* Exercise materials *
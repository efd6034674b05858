//! Page rasterisation: the [`PageSource`] seam and its pdfium implementation.
//!
//! pdfium is not async-safe, so every call runs on
//! `tokio::task::spawn_blocking`. A `PdfDocument` borrows its `Pdfium`
//! instance and cannot cross the blocking-task boundary, so
//! [`PdfiumRasterizer`] keeps only the path and reopens the file for each
//! page. Pages are rendered one at a time, so the reopen cost is paid once
//! per inference call at most.

use crate::error::{PageError, ScribeError};
use crate::pipeline::input;
use async_trait::async_trait;
use image::DynamicImage;
use pdfium_render::prelude::*;
use std::path::{Path, PathBuf};
use tracing::{debug, info};

/// Environment variable pointing at an existing pdfium shared library.
pub const PDFIUM_LIB_PATH_ENV: &str = "PDFIUM_LIB_PATH";

/// A document whose pages can be rendered to images.
#[async_trait]
pub trait PageSource: Send + Sync {
    /// Total number of pages, fixed when the source was opened.
    fn page_count(&self) -> usize;

    /// Render the page at zero-based `index`, scaling both axes by `scale`.
    async fn render(&self, index: usize, scale: f32) -> Result<DynamicImage, PageError>;
}

/// [`PageSource`] backed by pdfium.
#[derive(Debug, Clone)]
pub struct PdfiumRasterizer {
    path: PathBuf,
    password: Option<String>,
    page_count: usize,
}

impl PdfiumRasterizer {
    /// Validate and open the PDF at `path`, reading its page count.
    ///
    /// Every failure here is run-level: the document cannot be processed.
    pub async fn open(path: impl AsRef<Path>, password: Option<&str>) -> Result<Self, ScribeError> {
        let path = input::resolve_local(path)?;
        let pwd = password.map(str::to_string);

        let page_count = {
            let path = path.clone();
            let pwd = pwd.clone();
            tokio::task::spawn_blocking(move || count_pages_blocking(&path, pwd.as_deref()))
                .await
                .map_err(|e| ScribeError::Internal(format!("Open task panicked: {}", e)))??
        };
        info!("PDF loaded: {} ({} pages)", path.display(), page_count);

        Ok(Self {
            path,
            password: pwd,
            page_count,
        })
    }

    pub fn path(&self) -> &Path {
        &self.path
    }
}

#[async_trait]
impl PageSource for PdfiumRasterizer {
    fn page_count(&self) -> usize {
        self.page_count
    }

    async fn render(&self, index: usize, scale: f32) -> Result<DynamicImage, PageError> {
        let path = self.path.clone();
        let password = self.password.clone();
        tokio::task::spawn_blocking(move || {
            render_page_blocking(&path, password.as_deref(), index, scale)
        })
        .await
        .map_err(|e| PageError::RenderFailed {
            page: index + 1,
            detail: format!("render task panicked: {}", e),
        })?
    }
}

/// Bind to pdfium: `PDFIUM_LIB_PATH` first, then the working directory, then the system library.
fn bind_pdfium() -> Result<Pdfium, ScribeError> {
    let bindings = match std::env::var(PDFIUM_LIB_PATH_ENV) {
        Ok(lib) if !lib.is_empty() => Pdfium::bind_to_library(&lib),
        _ => Pdfium::bind_to_library(Pdfium::pdfium_platform_library_name_at_path("./"))
            .or_else(|_| Pdfium::bind_to_system_library()),
    }
    .map_err(|e| ScribeError::PdfiumBindingFailed(format!("{:?}", e)))?;

    Ok(Pdfium::new(bindings))
}

fn load_error(pdf_path: &Path, password: Option<&str>, e: PdfiumError) -> ScribeError {
    let err_str = format!("{:?}", e);
    if err_str.contains("Password") || err_str.contains("password") {
        if password.is_some() {
            ScribeError::WrongPassword {
                path: pdf_path.to_path_buf(),
            }
        } else {
            ScribeError::PasswordRequired {
                path: pdf_path.to_path_buf(),
            }
        }
    } else {
        ScribeError::CorruptPdf {
            path: pdf_path.to_path_buf(),
            detail: err_str,
        }
    }
}

fn count_pages_blocking(pdf_path: &Path, password: Option<&str>) -> Result<usize, ScribeError> {
    let pdfium = bind_pdfium()?;
    let document = pdfium
        .load_pdf_from_file(pdf_path, password)
        .map_err(|e| load_error(pdf_path, password, e))?;
    Ok(document.pages().len() as usize)
}

fn render_page_blocking(
    pdf_path: &Path,
    password: Option<&str>,
    index: usize,
    scale: f32,
) -> Result<DynamicImage, PageError> {
    let page_num = index + 1;
    let fail = |detail: String| PageError::RenderFailed {
        page: page_num,
        detail,
    };

    let pdfium = bind_pdfium().map_err(|e| fail(e.to_string()))?;
    let document = pdfium
        .load_pdf_from_file(pdf_path, password)
        .map_err(|e| fail(format!("{:?}", e)))?;

    let page = document
        .pages()
        .get(index as u16)
        .map_err(|e| fail(format!("{:?}", e)))?;

    let render_config = PdfRenderConfig::new().scale_page_by_factor(scale);
    let bitmap = page
        .render_with_config(&render_config)
        .map_err(|e| fail(format!("{:?}", e)))?;

    let image = bitmap.as_image();
    debug!(
        "Rendered page {} at {}x → {}x{} px",
        page_num,
        scale,
        image.width(),
        image.height()
    );

    Ok(image)
}
//! Image encoding: `DynamicImage` → base64 PNG ready for a JSON request body.
//!
//! PNG is lossless; text crispness matters more than payload size for
//! transcription accuracy.

use crate::error::PageError;
use base64::{engine::general_purpose::STANDARD, Engine as _};
use image::DynamicImage;
use std::io::Cursor;
use tracing::debug;

/// MIME type of every encoded page.
pub const PNG_MIME: &str = "image/png";

/// One rasterised page, PNG-encoded and base64-wrapped.
#[derive(Debug, Clone, PartialEq, Eq)]
pub struct EncodedPage {
    /// 1-indexed page number.
    pub page_num: usize,
    /// Base64 (standard alphabet) of the PNG bytes.
    pub base64: String,
    pub mime_type: &'static str,
    pub width: u32,
    pub height: u32,
}

impl EncodedPage {
    /// The page as a `data:` URL for the `image_url` content part.
    pub fn data_url(&self) -> String {
        format!("data:{};base64,{}", self.mime_type, self.base64)
    }
}

/// Encode a rasterised page as a base64 PNG.
pub fn encode_page(page_num: usize, img: &DynamicImage) -> Result<EncodedPage, PageError> {
    let mut buf = Vec::new();
    img.write_to(&mut Cursor::new(&mut buf), image::ImageFormat::Png)
        .map_err(|e| PageError::EncodeFailed {
            page: page_num,
            detail: e.to_string(),
        })?;

    let b64 = STANDARD.encode(&buf);
    debug!(
        "Page {}: encoded {}x{} image → {} bytes base64",
        page_num,
        img.width(),
        img.height(),
        b64.len()
    );

    Ok(EncodedPage {
        page_num,
        base64: b64,
        mime_type: PNG_MIME,
        width: img.width(),
        height: img.height(),
    })
}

* Task to carry out *
Your answer must be one number: the count of lines in the entries that contain the string "bindings".

* Reply to the task *
2